(GIVEN DATA Opens)
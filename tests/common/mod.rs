//! Common test infrastructure for Pixelator integration tests.
//!
//! Each test file compiles its own copy of this module, so items may appear
//! unused from the perspective of a single test file even though they're
//! used elsewhere.

#![allow(dead_code)]
#![allow(unused_imports)]

pub mod assertions;
pub mod fixtures;

pub use assertions::*;
pub use fixtures::*;
//! End-to-end filter runs: PNG in, filter, PNG out.

mod common;

use common::*;
use pixelator::models::AppConfig;
use pixelator::rendering::read_png;
use pixelator::services::FilterPipeline;
use pixelator_engine::{FilterKind, Pixel, PixelMatrix};
use pretty_assertions::assert_eq;

#[test]
fn test_every_filter_writes_same_sized_png() {
    let dir = tempfile::tempdir().unwrap();
    let image = noisy(21, 10, 7);
    let input = write_fixture_png(dir.path(), "input.png", &image);
    let pipeline = FilterPipeline::new(&AppConfig::default()).unwrap();

    for kind in FilterKind::ALL {
        let output = dir.path().join(format!("{kind}.png"));
        pipeline.process_file(kind, &input, &output).unwrap();

        let filtered = read_png(&output).unwrap();
        assert_same_dimensions(&filtered, &image);
    }
}

#[test]
fn test_source_file_is_untouched() {
    let dir = tempfile::tempdir().unwrap();
    let image = two_tone(8, 8);
    let input = write_fixture_png(dir.path(), "input.png", &image);
    let before = std::fs::read(&input).unwrap();

    let pipeline = FilterPipeline::new(&AppConfig::default()).unwrap();
    pipeline
        .process_file(FilterKind::EdgeDetect, &input, &dir.path().join("out.png"))
        .unwrap();

    assert_eq!(std::fs::read(&input).unwrap(), before);
}

#[test]
fn test_grid_space_paints_cells_from_corner() {
    let image = noisy(12, 8, 3);
    let pipeline = FilterPipeline::new(&AppConfig::default()).unwrap();
    let out = pipeline.run(FilterKind::GridSpace, &image).unwrap();

    for row in 0..8 {
        for col in 0..12 {
            let corner = image[(row / 4 * 4, col / 4 * 4)];
            assert_eq!(out[(row, col)], corner, "({row}, {col})");
        }
    }
}

#[test]
fn test_edge_detect_marks_boundary() {
    let pipeline = FilterPipeline::new(&AppConfig::default()).unwrap();
    let out = pipeline.run(FilterKind::EdgeDetect, &two_tone(8, 4)).unwrap();

    for row in 0..4 {
        assert_eq!(out[(row, 2)], colors::RED);
        assert_eq!(out[(row, 3)], Pixel::BLACK);
        assert_eq!(out[(row, 4)], colors::BLUE);
    }
}

#[test]
fn test_cluster_filter_limits_colors() {
    let mut config = AppConfig::default();
    config.cluster.size = 3;
    let pipeline = FilterPipeline::new(&config).unwrap();

    let image = horizontal_ramp(40, 4);
    let palette = pipeline.cluster_palette(&image).unwrap();
    let out = pipeline.run(FilterKind::Cluster, &image).unwrap();

    assert_eq!(palette.colors().len(), 3);
    assert_max_colors(&out, 3);
    assert_colors_within(&out, palette.colors());
}

#[test]
fn test_linear_difference_collapses_flat_regions() {
    let pipeline = FilterPipeline::new(&AppConfig::default()).unwrap();
    let image = two_tone(10, 6);

    for kind in [
        FilterKind::LinearDifference,
        FilterKind::LinearDifference2,
        FilterKind::LinearDifference3,
        FilterKind::LinearDifference4,
    ] {
        let out = pipeline.run(kind, &image).unwrap();
        assert_colors_within(&out, &[colors::RED, colors::BLUE]);
    }
}

#[test]
fn test_gradient_palette_from_config() {
    let dir = tempfile::tempdir().unwrap();
    let config_path = write_config(dir.path(), "linear_palette: gradient\ndistance: ciede2000\n");
    let config = AppConfig::load(&config_path).unwrap();
    let pipeline = FilterPipeline::new(&config).unwrap();

    let image = noisy(9, 9, 11);
    let first = pipeline.run(FilterKind::LinearDifference3, &image).unwrap();
    let second = pipeline.run(FilterKind::LinearDifference3, &image).unwrap();

    assert_same_dimensions(&first, &image);
    assert_eq!(first, second);
}

#[test]
fn test_contrast_adjustment_applies_before_filter() {
    let mut config = AppConfig::default();
    config.adjust.contrast = Some(80);
    let pipeline = FilterPipeline::new(&config).unwrap();

    let image = PixelMatrix::new(8, 8, colors::GREEN);
    let prepared = pipeline.prepare(&image);
    assert_ne!(prepared, image);

    let out = pipeline.run(FilterKind::GridSpace, &image).unwrap();
    assert_eq!(out, prepared);
}
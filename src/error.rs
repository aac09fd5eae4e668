use pixelator_engine::{EngineError, MatrixError, PaletteError};
use thiserror::Error;

#[derive(Error, Debug)]
pub enum AppError {
    #[error("I/O error: {0}")]
    Io(#[from] std::io::Error),

    #[error("PNG decode error: {0}")]
    PngDecode(String),

    #[error("PNG encode error: {0}")]
    PngEncode(String),

    #[error("Config error: {0}")]
    Config(String),

    #[error("Matrix error: {0}")]
    Matrix(#[from] MatrixError),

    #[error("Palette error: {0}")]
    Palette(#[from] PaletteError),

    #[error("Engine error: {0}")]
    Engine(#[from] EngineError),

    #[error("Image too large: {0}")]
    Dimensions(String),
}
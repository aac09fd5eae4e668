pub mod filter_pipeline;

pub use filter_pipeline::FilterPipeline;
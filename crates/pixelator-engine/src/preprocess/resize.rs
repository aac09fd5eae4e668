//! Triangle-filtered downsampler on top of [`image::imageops::resize`].

use image::imageops::{self, FilterType};
use image::RgbaImage;

use crate::matrix::PixelMatrix;

/// Dimensions after shrinking so the longer side equals `longest_side`.
///
/// Aspect ratio is preserved and each side stays at least one pixel.
/// Images that already fit (or a `longest_side` of zero) keep their size.
pub fn target_dimensions(width: usize, height: usize, longest_side: usize) -> (usize, usize) {
    let longest = width.max(height);
    if longest_side == 0 || longest <= longest_side {
        return (width, height);
    }
    let scale = longest_side as f64 / longest as f64;
    let shrink = |side: usize| ((side as f64 * scale).round() as usize).clamp(1, longest_side);
    (shrink(width), shrink(height))
}

/// Shrink `matrix` so its longer side is at most `longest_side`.
///
/// Resampling uses a triangle (bilinear) filter over straight RGBA. Matrices
/// that already fit are returned as an unchanged copy; this never enlarges.
pub fn downsample(matrix: &PixelMatrix, longest_side: usize) -> PixelMatrix {
    let (width, height) = (matrix.width(), matrix.height());
    let (new_width, new_height) = target_dimensions(width, height, longest_side);
    if (new_width, new_height) == (width, height) {
        return matrix.clone();
    }

    let (Ok(w), Ok(h), Ok(nw), Ok(nh)) = (
        u32::try_from(width),
        u32::try_from(height),
        u32::try_from(new_width),
        u32::try_from(new_height),
    ) else {
        tracing::warn!(width, height, "image too large to resample, keeping full size");
        return matrix.clone();
    };
    let Some(source) = RgbaImage::from_raw(w, h, matrix.to_rgba8()) else {
        return matrix.clone();
    };

    let resized = imageops::resize(&source, nw, nh, FilterType::Triangle);
    let Ok(out) = PixelMatrix::from_rgba8(new_width, new_height, resized.as_raw()) else {
        return matrix.clone();
    };

    tracing::debug!(
        from = %format!("{width}x{height}"),
        to = %format!("{new_width}x{new_height}"),
        "downsampled"
    );

    out
}

#[cfg(test)]
mod tests {
    use super::*;
    use crate::color::Pixel;

    #[test]
    fn test_target_dimensions() {
        assert_eq!(target_dimensions(100, 50, 50), (50, 25));
        assert_eq!(target_dimensions(30, 200, 50), (8, 50));
        assert_eq!(target_dimensions(40, 40, 50), (40, 40));
        assert_eq!(target_dimensions(1000, 1, 50), (50, 1));
        assert_eq!(target_dimensions(80, 60, 0), (80, 60));
    }

    #[test]
    fn test_small_image_is_copied() {
        let m = PixelMatrix::new(10, 7, Pixel::opaque(1, 2, 3));
        assert_eq!(downsample(&m, 50), m);
    }

    #[test]
    fn test_solid_color_survives() {
        let color = Pixel::opaque(12, 200, 99);
        let m = PixelMatrix::new(120, 80, color);
        let small = downsample(&m, 50);
        assert_eq!((small.width(), small.height()), (50, 33));
        assert!(small.pixels().iter().all(|&p| p == color));
    }

    #[test]
    fn test_far_edges_keep_their_color() {
        // 100x10 -> 50x5: left half red, right half blue
        let red = Pixel::opaque(230, 20, 20);
        let blue = Pixel::opaque(20, 20, 230);
        let rows = (0..10)
            .map(|_| (0..100).map(|x| if x < 50 { red } else { blue }).collect())
            .collect();
        let m = PixelMatrix::from_rows(rows).unwrap();
        let small = downsample(&m, 50);
        assert_eq!((small.width(), small.height()), (50, 5));
        for row in 0..5 {
            assert_eq!(small[(row, 0)], red);
            assert_eq!(small[(row, 49)], blue);
        }
        // Next to the seam both halves blend
        let seam = small[(2, 24)];
        assert!(seam != red && seam != blue, "{seam:?}");
    }

    #[test]
    fn test_alpha_is_resampled() {
        let m = PixelMatrix::new(8, 4, Pixel::new(128, 10, 20, 30));
        let small = downsample(&m, 4);
        assert_eq!((small.width(), small.height()), (4, 2));
        assert!(small.pixels().iter().all(|&p| p == Pixel::new(128, 10, 20, 30)));
    }
}
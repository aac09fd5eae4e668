use std::path::Path;
use std::time::Instant;

use pixelator_engine::{ClusterPalette, FilterKind, FilterSettings, PixelMatrix};

use crate::error::AppError;
use crate::models::{AdjustConfig, AppConfig};
use crate::rendering::{read_png, write_png};

/// Pipeline that orchestrates adjust → filter → encode
pub struct FilterPipeline {
    settings: FilterSettings,
    adjust: AdjustConfig,
}

impl FilterPipeline {
    pub fn new(config: &AppConfig) -> Result<Self, AppError> {
        Ok(Self {
            settings: config.to_filter_settings()?,
            adjust: config.adjust.clone(),
        })
    }

    /// Apply the configured saturation/contrast adjustments to a copy.
    pub fn prepare(&self, image: &PixelMatrix) -> PixelMatrix {
        let mut prepared = image.clone();
        if let Some(factor) = self.adjust.saturation {
            tracing::debug!(factor, "Adjusting saturation");
            prepared.increase_saturation(factor);
        }
        if let Some(amount) = self.adjust.contrast {
            tracing::debug!(amount, "Adjusting contrast");
            prepared.increase_contrast(amount);
        }
        prepared
    }

    /// Run one filter over an image. The input is left untouched.
    pub fn run(&self, kind: FilterKind, image: &PixelMatrix) -> Result<PixelMatrix, AppError> {
        let filter = kind.build(&self.settings)?;
        let prepared = self.prepare(image);

        let start = Instant::now();
        let output = filter.apply(&prepared);
        tracing::info!(
            filter = filter.name(),
            width = image.width(),
            height = image.height(),
            elapsed_ms = start.elapsed().as_millis() as u64,
            "Applied filter"
        );
        Ok(output)
    }

    /// Read a PNG, filter it and write the result.
    pub fn process_file(&self, kind: FilterKind, input: &Path, output: &Path) -> Result<(), AppError> {
        let image = read_png(input)?;
        let filtered = self.run(kind, &image)?;
        write_png(output, &filtered)?;
        tracing::info!(input = %input.display(), output = %output.display(), "Saved filtered image");
        Ok(())
    }

    /// Build the k-means palette of an image with the configured options.
    pub fn cluster_palette(&self, image: &PixelMatrix) -> Result<ClusterPalette, AppError> {
        let prepared = self.prepare(image);
        let start = Instant::now();
        let palette = ClusterPalette::new(&prepared, &self.settings.cluster)?;
        tracing::info!(
            colors = palette.colors().len(),
            converged = palette.converged(),
            elapsed_ms = start.elapsed().as_millis() as u64,
            "Built cluster palette"
        );
        Ok(palette)
    }
}
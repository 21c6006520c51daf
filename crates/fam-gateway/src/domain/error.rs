//! Gateway error types.
//!
//! [`LookupError`] is the typed outcome of a failed lookup; [`ApiError`] is
//! its stable JSON shape with an HTTP status.

use axum::http::{header, HeaderValue, StatusCode};
use axum::response::{IntoResponse, Response};
use axum::Json;
use serde::Serialize;
use std::fmt;
use std::time::Duration;

/// Machine-checkable error codes carried in every error body
pub mod codes {
    pub const VALIDATION_ERROR: &str = "validation_error";
    pub const RATE_LIMITED: &str = "rate_limited";
    pub const SESSION_UNAVAILABLE: &str = "session_unavailable";
    pub const SEND_FAILED: &str = "send_failed";
    pub const CORRELATION_TIMEOUT: &str = "correlation_timeout";
    pub const PARSE_FAILURE: &str = "parse_failure";
    pub const INTERNAL_ERROR: &str = "internal_error";
}

/// Longest diagnostic text surfaced to clients.
pub const MAX_DIAGNOSTIC_LEN: usize = 200;

/// Longest raw reply excerpt attached to a parse failure.
pub const MAX_RAW_EXCERPT_LEN: usize = 500;

/// Why a lookup failed.
#[derive(Debug, Clone, PartialEq, Eq, thiserror::Error)]
pub enum LookupError {
    /// Missing or blank query identifier
    #[error("missing query identifier")]
    Validation,

    /// Admission refused by the rate limiter
    #[error("rate limit exceeded, retry in {}ms", retry_after.as_millis())]
    RateLimited { retry_after: Duration },

    /// Connect, authorization or destination resolution failed
    #[error("session unavailable: {0}")]
    SessionUnavailable(String),

    /// The session is ready but no conversation qualifies as destination
    #[error("session unavailable: no eligible destination found")]
    NoDestination,

    /// The command could not be posted
    #[error("send failed: {0}")]
    SendFailed(String),

    /// No matching reply before the deadline
    #[error("no reply within {}ms", waited.as_millis())]
    CorrelationTimeout { waited: Duration },

    /// A reply arrived but could not be turned into text
    #[error("parse failure: {reason}")]
    ParseFailure {
        reason: String,
        raw_excerpt: Option<String>,
    },

    /// Unexpected collaborator failure
    #[error("internal error: {0}")]
    Internal(String),
}

impl LookupError {
    /// Stable error code
    pub fn code(&self) -> &'static str {
        match self {
            Self::Validation => codes::VALIDATION_ERROR,
            Self::RateLimited { .. } => codes::RATE_LIMITED,
            Self::SessionUnavailable(_) | Self::NoDestination => codes::SESSION_UNAVAILABLE,
            Self::SendFailed(_) => codes::SEND_FAILED,
            Self::CorrelationTimeout { .. } => codes::CORRELATION_TIMEOUT,
            Self::ParseFailure { .. } => codes::PARSE_FAILURE,
            Self::Internal(_) => codes::INTERNAL_ERROR,
        }
    }

    /// True for timeouts (counted separately in metrics)
    pub fn is_timeout(&self) -> bool {
        matches!(self, Self::CorrelationTimeout { .. })
    }
}

/// Client-facing error with an HTTP status
#[derive(Debug, Clone)]
pub struct ApiError {
    /// HTTP status
    pub status: StatusCode,
    /// Stable error code (see [`codes`])
    pub code: &'static str,
    /// Human readable message
    pub message: String,
    /// Extra top-level fields merged into the body
    pub data: Option<serde_json::Value>,
    /// Retry hint, emitted as `Retry-After`
    pub retry_after: Option<Duration>,
}

impl ApiError {
    /// Create a new API error
    pub fn new(status: StatusCode, code: &'static str, message: impl Into<String>) -> Self {
        Self {
            status,
            code,
            message: message.into(),
            data: None,
            retry_after: None,
        }
    }

    /// Attach extra fields
    #[must_use]
    pub fn with_data(mut self, data: serde_json::Value) -> Self {
        self.data = Some(data);
        self
    }

    /// Missing query parameter, with usage hints
    pub fn missing_parameter() -> Self {
        Self::new(
            StatusCode::BAD_REQUEST,
            codes::VALIDATION_ERROR,
            "Missing fam parameter",
        )
        .with_data(serde_json::json!({
            "usage": "GET /api?fam=upi@fam",
            "example": "GET /api?fam=priyanshis@fam"
        }))
    }

    /// Rate limited
    pub fn rate_limited(retry_after: Duration) -> Self {
        let mut error = Self::new(
            StatusCode::TOO_MANY_REQUESTS,
            codes::RATE_LIMITED,
            "Rate limit exceeded",
        )
        .with_data(serde_json::json!({
            "retry_after_ms": retry_after.as_millis() as u64
        }));
        error.retry_after = Some(retry_after);
        error
    }

    /// Session could not be made ready
    pub fn session_unavailable(details: &str) -> Self {
        Self::new(
            StatusCode::SERVICE_UNAVAILABLE,
            codes::SESSION_UNAVAILABLE,
            "Failed to initialize Telegram client",
        )
        .with_data(serde_json::json!({ "details": bounded(details, MAX_DIAGNOSTIC_LEN) }))
    }

    /// No destination conversation
    pub fn no_destination() -> Self {
        Self::new(
            StatusCode::SERVICE_UNAVAILABLE,
            codes::SESSION_UNAVAILABLE,
            "No group found",
        )
    }

    /// Command could not be posted
    pub fn send_failed(details: &str) -> Self {
        Self::new(
            StatusCode::BAD_GATEWAY,
            codes::SEND_FAILED,
            "Failed to send command",
        )
        .with_data(serde_json::json!({ "details": bounded(details, MAX_DIAGNOSTIC_LEN) }))
    }

    /// Reply did not arrive in time
    pub fn timeout(waited: Duration) -> Self {
        Self::new(
            StatusCode::GATEWAY_TIMEOUT,
            codes::CORRELATION_TIMEOUT,
            "No response from bot within timeout",
        )
        .with_data(serde_json::json!({ "waited_ms": waited.as_millis() as u64 }))
    }

    /// Reply arrived but could not be read
    pub fn parse_failure(raw_excerpt: Option<&str>) -> Self {
        let error = Self::new(
            StatusCode::BAD_GATEWAY,
            codes::PARSE_FAILURE,
            "Failed to parse bot response",
        );
        match raw_excerpt {
            Some(raw) => error.with_data(serde_json::json!({
                "raw_text": bounded(raw, MAX_RAW_EXCERPT_LEN)
            })),
            None => error,
        }
    }

    /// Internal error
    pub fn internal(details: &str) -> Self {
        Self::new(
            StatusCode::INTERNAL_SERVER_ERROR,
            codes::INTERNAL_ERROR,
            "Internal server error",
        )
        .with_data(serde_json::json!({ "message": bounded(details, MAX_DIAGNOSTIC_LEN) }))
    }

    /// JSON body
    pub fn to_json(&self) -> serde_json::Value {
        let mut body = serde_json::json!({
            "error": self.message,
            "code": self.code,
        });
        if let (Some(serde_json::Value::Object(extra)), Some(map)) =
            (&self.data, body.as_object_mut())
        {
            for (key, value) in extra {
                map.entry(key.clone()).or_insert_with(|| value.clone());
            }
        }
        body
    }
}

impl From<&LookupError> for ApiError {
    fn from(error: &LookupError) -> Self {
        match error {
            LookupError::Validation => ApiError::missing_parameter(),
            LookupError::RateLimited { retry_after } => ApiError::rate_limited(*retry_after),
            LookupError::SessionUnavailable(details) => ApiError::session_unavailable(details),
            LookupError::NoDestination => ApiError::no_destination(),
            LookupError::SendFailed(details) => ApiError::send_failed(details),
            LookupError::CorrelationTimeout { waited } => ApiError::timeout(*waited),
            LookupError::ParseFailure { raw_excerpt, .. } => {
                ApiError::parse_failure(raw_excerpt.as_deref())
            }
            LookupError::Internal(details) => ApiError::internal(details),
        }
    }
}

impl From<LookupError> for ApiError {
    fn from(error: LookupError) -> Self {
        ApiError::from(&error)
    }
}

impl fmt::Display for ApiError {
    fn fmt(&self, f: &mut fmt::Formatter<'_>) -> fmt::Result {
        write!(f, "[{}] {}", self.code, self.message)
    }
}

impl std::error::Error for ApiError {}

impl Serialize for ApiError {
    fn serialize<S>(&self, serializer: S) -> Result<S::Ok, S::Error>
    where
        S: serde::Serializer,
    {
        self.to_json().serialize(serializer)
    }
}

impl IntoResponse for ApiError {
    fn into_response(self) -> Response {
        let mut response = (self.status, Json(self.to_json())).into_response();
        if let Some(retry_after) = self.retry_after {
            let secs = retry_after.as_millis().div_ceil(1000).max(1);
            if let Ok(value) = HeaderValue::from_str(&secs.to_string()) {
                response.headers_mut().insert(header::RETRY_AFTER, value);
            }
        }
        response
    }
}

/// Truncate `text` to at most `max` characters on a char boundary.
pub fn bounded(text: &str, max: usize) -> String {
    match text.char_indices().nth(max) {
        Some((idx, _)) => text[..idx].to_string(),
        None => text.to_string(),
    }
}

/// Gateway-level errors (startup and serving, not per lookup)
#[derive(Debug, thiserror::Error)]
pub enum GatewayError {
    /// Configuration error
    #[error("configuration error: {0}")]
    Config(String),

    /// Server socket bind error
    #[error("server bind error: {0}")]
    Bind(String),

    /// Serving failed
    #[error("server error: {0}")]
    Serve(String),
}
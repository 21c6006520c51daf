//! Sliding-window rate limiter.
//!
//! Keeps the instants of recent admissions in arrival order; an admission is
//! granted while fewer than `max_requests` fall inside the trailing window.
//! Rejections are immediate and never queue.

use crate::domain::config::RateLimitConfig;
use parking_lot::Mutex;
use serde::Serialize;
use std::collections::VecDeque;
use std::sync::atomic::{AtomicU64, Ordering};
use std::time::Duration;
use tokio::time::Instant;
use tracing::debug;

/// Result of an admission check
#[derive(Debug, Clone, Copy, PartialEq, Eq)]
pub enum Admission {
    /// Request may proceed
    Admitted,
    /// Request refused; the oldest admission leaves the window after `retry_after`
    Rejected { retry_after: Duration },
}

impl Admission {
    pub fn is_admitted(&self) -> bool {
        matches!(self, Self::Admitted)
    }
}

/// Limiter counters for the admin port
#[derive(Debug, Clone, Serialize)]
pub struct RateLimitSnapshot {
    pub enabled: bool,
    pub max_requests: u32,
    pub window_ms: u64,
    pub in_window: usize,
    pub total_admitted: u64,
    pub total_rejected: u64,
}

/// Process-wide admission control
pub struct RateLimiter {
    /// Admission instants, oldest first
    admissions: Mutex<VecDeque<Instant>>,
    /// Configuration
    config: RateLimitConfig,
    admitted: AtomicU64,
    rejected: AtomicU64,
}

impl RateLimiter {
    pub fn new(config: RateLimitConfig) -> Self {
        Self {
            admissions: Mutex::new(VecDeque::with_capacity(config.max_requests as usize)),
            config,
            admitted: AtomicU64::new(0),
            rejected: AtomicU64::new(0),
        }
    }

    /// Check and record one admission
    pub fn try_admit(&self) -> Admission {
        self.try_admit_at(Instant::now())
    }

    fn try_admit_at(&self, now: Instant) -> Admission {
        if !self.config.enabled {
            self.admitted.fetch_add(1, Ordering::Relaxed);
            return Admission::Admitted;
        }

        let mut admissions = self.admissions.lock();
        while let Some(oldest) = admissions.front() {
            if now.duration_since(*oldest) >= self.config.window {
                admissions.pop_front();
            } else {
                break;
            }
        }

        if admissions.len() < self.config.max_requests as usize {
            admissions.push_back(now);
            self.admitted.fetch_add(1, Ordering::Relaxed);
            return Admission::Admitted;
        }

        let retry_after = admissions
            .front()
            .map(|oldest| self.config.window.saturating_sub(now.duration_since(*oldest)))
            .unwrap_or(self.config.window);
        self.rejected.fetch_add(1, Ordering::Relaxed);
        debug!(
            in_window = admissions.len(),
            retry_after_ms = retry_after.as_millis(),
            "Rate limit exceeded"
        );
        Admission::Rejected { retry_after }
    }

    /// Snapshot for the admin port
    pub fn snapshot(&self) -> RateLimitSnapshot {
        let now = Instant::now();
        let in_window = self
            .admissions
            .lock()
            .iter()
            .filter(|at| now.duration_since(**at) < self.config.window)
            .count();
        RateLimitSnapshot {
            enabled: self.config.enabled,
            max_requests: self.config.max_requests,
            window_ms: self.config.window.as_millis() as u64,
            in_window,
            total_admitted: self.admitted.load(Ordering::Relaxed),
            total_rejected: self.rejected.load(Ordering::Relaxed),
        }
    }
}
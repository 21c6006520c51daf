//! Cross-crate tests: gateway, node wiring and the in-memory channel.

pub mod flows;
pub mod properties;
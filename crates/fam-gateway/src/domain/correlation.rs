//! Request ID for log correlation.
//!
//! Uses UUID v7 for time-ordered, unique identifiers.

use serde::{Deserialize, Serialize};
use std::fmt;
use uuid::Uuid;

/// Request ID attached to every API request span.
///
/// UUID v7 is time-ordered, so ids sort by arrival in log search.
#[derive(Debug, Clone, Copy, PartialEq, Eq, Hash, Serialize, Deserialize)]
#[serde(transparent)]
pub struct RequestId(Uuid);

impl RequestId {
    /// Generate a new request ID (UUID v7)
    pub fn new() -> Self {
        Self(Uuid::now_v7())
    }

    /// Parse from string
    pub fn parse(s: &str) -> Result<Self, uuid::Error> {
        Uuid::parse_str(s).map(Self)
    }

    /// Take the caller-supplied id when it is a valid UUID, else generate one
    pub fn from_header(value: Option<&str>) -> Self {
        value
            .and_then(|v| Self::parse(v.trim()).ok())
            .unwrap_or_default()
    }

    /// Get the underlying UUID
    pub fn as_uuid(&self) -> &Uuid {
        &self.0
    }
}

impl Default for RequestId {
    fn default() -> Self {
        Self::new()
    }
}

impl fmt::Display for RequestId {
    fn fmt(&self, f: &mut fmt::Formatter<'_>) -> fmt::Result {
        write!(f, "{}", self.0)
    }
}

impl From<Uuid> for RequestId {
    fn from(uuid: Uuid) -> Self {
        Self(uuid)
    }
}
(GIVEN DATA Closes)
- THE TASK -
Copy nothing beyond the line containing "let image = noisy(21, 10, 7);". Transcribe exactly from the first line of the entries down to that line, inclusive.

- ANSWER BOX -
filename tests/common/mod.rs
//! Common test infrastructure for Pixelator integration tests.
//!
//! Each test file compiles its own copy of this module, so items may appear
//! unused from the perspective of a single test file even though they're
//! used elsewhere.

#![allow(dead_code)]
#![allow(unused_imports)]

pub mod assertions;
pub mod fixtures;

pub use assertions::*;
pub use fixtures::*;
//! End-to-end filter runs: PNG in, filter, PNG out.

mod common;

use common::*;
use pixelator::models::AppConfig;
use pixelator::rendering::read_png;
use pixelator::services::FilterPipeline;
use pixelator_engine::{FilterKind, Pixel, PixelMatrix};
use pretty_assertions::assert_eq;

#[test]
fn test_every_filter_writes_same_sized_png() {
    let dir = tempfile::tempdir().unwrap();
    let image = noisy(21, 10, 7);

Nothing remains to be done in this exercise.